The Tears Of A Mother

The Tears Of A Mother

Fifteenth Sunday after Pentecost

Dearly Beloved,

In today’s epistle, St Paul summarises our spiritual combat in these words: Be not deceived: God is not mocked. For what things a man shall sow, those also shall he reap. For he that soweth in his flesh of the flesh also shall reap corruption. But he that soweth in the spirit, of the spirit shall reap life everlasting (Gal 6:7-8). And in the Gospel we see portrayed the life of the flesh which leads to death of the soul. Indeed the young man from Naim represents the sinner who has died to grace and is being carried away to eternal death. Fortunately, he has a mother who weeps for his fall, and the grace of graces is offered to him: he meets Jesus, and when a soul meets Jesus, everything can change. From death to life, from sin to grace.

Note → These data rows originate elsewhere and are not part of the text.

//! Intake ledger: incoming batches of equipment, their details and pricing

use chrono::{DateTime, NaiveDate, Utc};
use rust_decimal::{Decimal, RoundingStrategy};
use serde::{Deserialize, Serialize};
use uuid::Uuid;

use crate::error::{DomainError, DomainResult};
use crate::validation::{validate_amount, validate_quantity};

/// A batch of equipment received from a donor or a purchase
#[derive(Debug, Clone, Serialize, Deserialize)]
pub struct Intake {
    pub id: i64,
    pub intake_type_id: i64,
    pub date: NaiveDate,
    pub in_creation: bool,
    pub donor_name: String,
    pub created_by: Uuid,
    pub received_by: Uuid,
    pub created_at: DateTime<Utc>,
}

/// Quantity of one device type received in an intake.
///
/// The user enters `subtotal`; `unit_price` is `subtotal / total`. Discounts on
/// the intake lower the unit price, stored in `discounted_unit_price`, and
/// `total_price` is `discounted_unit_price * total`.
#[derive(Debug, Clone, Serialize, Deserialize)]
pub struct IntakeDetail {
    pub id: i64,
    pub intake_id: i64,
    pub device_type_id: i64,
    /// Units usable as devices
    pub usable: i32,
    /// Units kept as spare parts
    pub for_parts: i32,
    /// Units sent straight to scrap
    pub scrap: i32,
    pub total: i32,
    pub unit_price: Option<Decimal>,
    pub subtotal: Option<Decimal>,
    pub discounted_unit_price: Option<Decimal>,
    pub total_price: Option<Decimal>,
    pub created_by: Uuid,
}

/// Discount applied to a whole intake
#[derive(Debug, Clone, Serialize, Deserialize)]
pub struct IntakeDiscount {
    pub id: i64,
    pub intake_id: i64,
    pub amount: Decimal,
    pub description: Option<String>,
}

/// Data for a detail before it is stored
#[derive(Debug, Clone, Serialize, Deserialize)]
pub struct NewIntakeDetail {
    pub device_type_id: i64,
    pub usable: i32,
    pub for_parts: i32,
    pub scrap: i32,
    pub subtotal: Option<Decimal>,
}

/// Largest quantity a single detail column may hold
pub const MAX_DETAIL_QUANTITY: i32 = 100_000;

impl NewIntakeDetail {
    /// Units received in all three columns
    pub fn total(&self) -> DomainResult<i32> {
        self.usable
            .checked_add(self.for_parts)
            .and_then(|sum| sum.checked_add(self.scrap))
            .ok_or_else(|| DomainError::validation("total", "Quantities are too large"))
    }

    /// Checks run before a detail is saved under an intake whose type is `priced`
    pub fn validate(&self, priced: bool) -> DomainResult<()> {
        for (field, value) in [
            ("usable", self.usable),
            ("for_parts", self.for_parts),
            ("scrap", self.scrap),
        ] {
            if value < 0 {
                return Err(DomainError::validation(field, "Quantity cannot be negative"));
            }
            if value > MAX_DETAIL_QUANTITY {
                return Err(DomainError::validation(
                    field,
                    format!("Quantity cannot exceed {}", MAX_DETAIL_QUANTITY),
                ));
            }
        }
        validate_quantity(self.total()? as i64, 1)?;
        match self.subtotal {
            None if priced => Err(DomainError::PricingRequired),
            Some(subtotal) if priced && subtotal.is_zero() => Err(DomainError::PricingRequired),
            Some(subtotal) => validate_amount("subtotal", subtotal, 10),
            None => Ok(()),
        }
    }
}

/// Outcome of a best-effort bulk creation
#[derive(Debug, Clone, Copy, Default, Serialize, Deserialize, PartialEq, Eq)]
pub struct MaterializeReport {
    pub created: u32,
    pub failed: u32,
}

impl MaterializeReport {
    pub fn record(&mut self, ok: bool) {
        if ok {
            self.created += 1;
        } else {
            self.failed += 1;
        }
    }
}

/// Totals of an intake
#[derive(Debug, Clone, Serialize, Deserialize, PartialEq)]
pub struct IntakeTotals {
    /// Sum of detail subtotals
    pub subtotal: Decimal,
    /// Subtotal minus discounts
    pub discounted: Decimal,
    /// Sum of detail total prices
    pub total: Decimal,
}

fn money(value: Decimal) -> Decimal {
    value.round_dp_with_strategy(2, RoundingStrategy::MidpointAwayFromZero)
}

/// Unit price of a detail: subtotal divided by unit count
pub fn unit_price(subtotal: Decimal, total: i32) -> Decimal {
    if total <= 0 {
        return Decimal::ZERO;
    }
    money(subtotal / Decimal::from(total))
}

/// Spread `discount` over the subtotals in proportion to each one.
/// The rounding remainder goes to the last priced entry so shares add up exactly.
pub fn allocate_discount(subtotals: &[Option<Decimal>], discount: Decimal) -> Vec<Decimal> {
    let base: Decimal = subtotals.iter().flatten().sum();
    let mut shares = vec![Decimal::ZERO; subtotals.len()];
    if base.is_zero() || discount.is_zero() {
        return shares;
    }

    let last_priced = subtotals.iter().rposition(|s| s.is_some());
    let mut allocated = Decimal::ZERO;
    for (i, subtotal) in subtotals.iter().enumerate() {
        let Some(subtotal) = subtotal else { continue };
        let share = if Some(i) == last_priced {
            discount - allocated
        } else {
            money(discount * *subtotal / base)
        };
        allocated += share;
        shares[i] = share;
    }
    shares
}

/// Recompute pricing fields of every detail of an intake
pub fn price_details(details: &mut [IntakeDetail], discounts: &[IntakeDiscount]) {
    let discount_total: Decimal = discounts.iter().map(|d| d.amount).sum();
    let subtotals: Vec<Option<Decimal>> = details.iter().map(|d| d.subtotal).collect();
    let shares = allocate_discount(&subtotals, discount_total);

    for (detail, share) in details.iter_mut().zip(shares) {
        match detail.subtotal {
            Some(subtotal) if detail.total > 0 => {
                let discounted = money((subtotal - share) / Decimal::from(detail.total));
                detail.unit_price = Some(unit_price(subtotal, detail.total));
                detail.discounted_unit_price = Some(discounted);
                detail.total_price = Some(discounted * Decimal::from(detail.total));
            }
            _ => {
                detail.unit_price = None;
                detail.discounted_unit_price = None;
                detail.total_price = None;
            }
        }
    }
}

/// Aggregate totals of an intake
pub fn intake_totals(details: &[IntakeDetail], discounts: &[IntakeDiscount]) -> IntakeTotals {
    let subtotal: Decimal = details.iter().filter_map(|d| d.subtotal).sum();
    let discount_total: Decimal = discounts.iter().map(|d| d.amount).sum();
    let total: Decimal = details.iter().filter_map(|d| d.total_price).sum();
    IntakeTotals {
        subtotal,
        discounted: subtotal - discount_total,
        total,
    }
}

/// State of a spare part
#[derive(Debug, Clone, Copy, Serialize, Deserialize, PartialEq, Eq)]
#[serde(rename_all = "snake_case")]
pub enum SpareState {
    Stored,
    Used,
    Discarded,
}

impl SpareState {
    pub fn as_str(&self) -> &'static str {
        match self {
            SpareState::Stored => "stored",
            SpareState::Used => "used",
            SpareState::Discarded => "discarded",
        }
    }

    pub fn from_str(s: &str) -> Option<Self> {
        match s {
            "stored" => Some(SpareState::Stored),
            "used" => Some(SpareState::Used),
            "discarded" => Some(SpareState::Discarded),
            _ => None,
        }
    }
}

/// A unit kept for parts
#[derive(Debug, Clone, Serialize, Deserialize)]
pub struct SparePart {
    pub id: i64,
    pub intake_id: i64,
    pub device_type_id: i64,
    pub state: SpareState,
    pub description: Option<String>,
    pub available: bool,
    pub pallet_id: Option<i64>,
    pub valid: bool,
    pub price: Option<Decimal>,
}

#[cfg(test)]
mod tests {
    use super::*;
    use std::str::FromStr;

    fn dec(s: &str) -> Decimal {
        Decimal::from_str(s).unwrap()
    }

    fn detail(total: i32, subtotal: Option<&str>) -> IntakeDetail {
        IntakeDetail {
            id: 1,
            intake_id: 1,
            device_type_id: 1,
            usable: total,
            for_parts: 0,
            scrap: 0,
            total,
            unit_price: None,
            subtotal: subtotal.map(dec),
            discounted_unit_price: None,
            total_price: None,
            created_by: Uuid::nil(),
        }
    }

    #[test]
    fn test_priced_detail_requires_subtotal() {
        let mut new = NewIntakeDetail {
            device_type_id: 1,
            usable: 5,
            for_parts: 0,
            scrap: 0,
            subtotal: None,
        };
        assert_eq!(new.validate(true), Err(DomainError::PricingRequired));
        assert!(new.validate(false).is_ok());

        new.subtotal = Some(dec("500.00"));
        assert!(new.validate(true).is_ok());
    }

    #[test]
    fn test_detail_needs_at_least_one_unit() {
        let new = NewIntakeDetail {
            device_type_id: 1,
            usable: 0,
            for_parts: 0,
            scrap: 0,
            subtotal: None,
        };
        assert!(matches!(new.validate(false), Err(DomainError::InvalidQuantity { .. })));
    }

    #[test]
    fn test_unit_price() {
        assert_eq!(unit_price(dec("100"), 3), dec("33.33"));
        assert_eq!(unit_price(dec("100"), 0), Decimal::ZERO);
    }

    #[test]
    fn test_allocate_discount_adds_up() {
        let shares = allocate_discount(
            &[Some(dec("100")), None, Some(dec("200")), Some(dec("100"))],
            dec("10"),
        );
        assert_eq!(shares[1], Decimal::ZERO);
        assert_eq!(shares.iter().copied().sum::<Decimal>(), dec("10"));
        assert_eq!(shares[0], dec("2.50"));
        assert_eq!(shares[2], dec("5.00"));
    }

    #[test]
    fn test_price_details_with_discount() {
        let mut details = vec![detail(4, Some("400")), detail(2, None)];
        let discounts = vec![IntakeDiscount {
            id: 1,
            intake_id: 1,
            amount: dec("40"),
            description: None,
        }];
        price_details(&mut details, &discounts);

        assert_eq!(details[0].unit_price, Some(dec("100")));
        assert_eq!(details[0].discounted_unit_price, Some(dec("90")));
        assert_eq!(details[0].total_price, Some(dec("360")));
        assert_eq!(details[1].total_price, None);

        let totals = intake_totals(&details, &discounts);
        assert_eq!(totals.subtotal, dec("400"));
        assert_eq!(totals.discounted, dec("360"));
        assert_eq!(totals.total, dec("360"));
    }

    #[test]
    fn test_materialize_report() {
        let mut report = MaterializeReport::default();
        report.record(true);
        report.record(false);
        report.record(true);
        assert_eq!(report, MaterializeReport { created: 2, failed: 1 });
    }
}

The other texts of the Mass are, as it were, a mosaic of attitudes that contribute to leading the soul back to grace and keeping it there. The offertory verse, for example, gives us one of the most fundamental of these, namely the patient expectation of grace: I have waited for the Lord, and he was attentive to me. And he heard my prayers, and brought me out of the pit of misery and the mire of dregs. And he set my feet upon a rock, and directed my steps. (Ps 39:2-3). Oftentimes it is for lack of patience that we fail to receive the grace of God. We are very much like teenagers ordering a happy meal at McDonalds and expecting to be served within the minute. Fast food is certainly not healthy, nor is fast grace. The Lord knows that grace that is longed for is better for the soul, as it is prepared for and received with gratitude. Like tough meats, we often need to spend a few hours in the oven, baked by the heat of tribulation, before we can be useful for anything. St James encourages use in the same vein: Be patient until the coming of the Lord. Behold, the husbandman waiteth for the precious fruit of the earth: patiently bearing till he receive the early and latter rain. Be you therefore also patient and strengthen your hearts: for the coming of the Lord is at hand (James 5:7-8). That is also why the book of Ecclesiasticus tells the soul that sets out to serve the Lord: Son, when thou comest to the service of God… prepare thy soul for temptation. Humble thy heart, and endure: incline thy ear, and receive the words of understanding: and make not haste in the time of clouds. Wait on God with patience: join thyself to God, and endure, that thy life may be increased in the latter end. Take all that shall be brought upon thee: and in thy sorrow endure, and in thy humiliation keep patience. For gold and silver are tried in the fire, but acceptable men in the furnace of humiliation (Eccli ch. 2). Thrice in that short passage we find the word “endure”. Yes, becoming a saint is about endurance. It’s not a sprint, but a lifelong marathon.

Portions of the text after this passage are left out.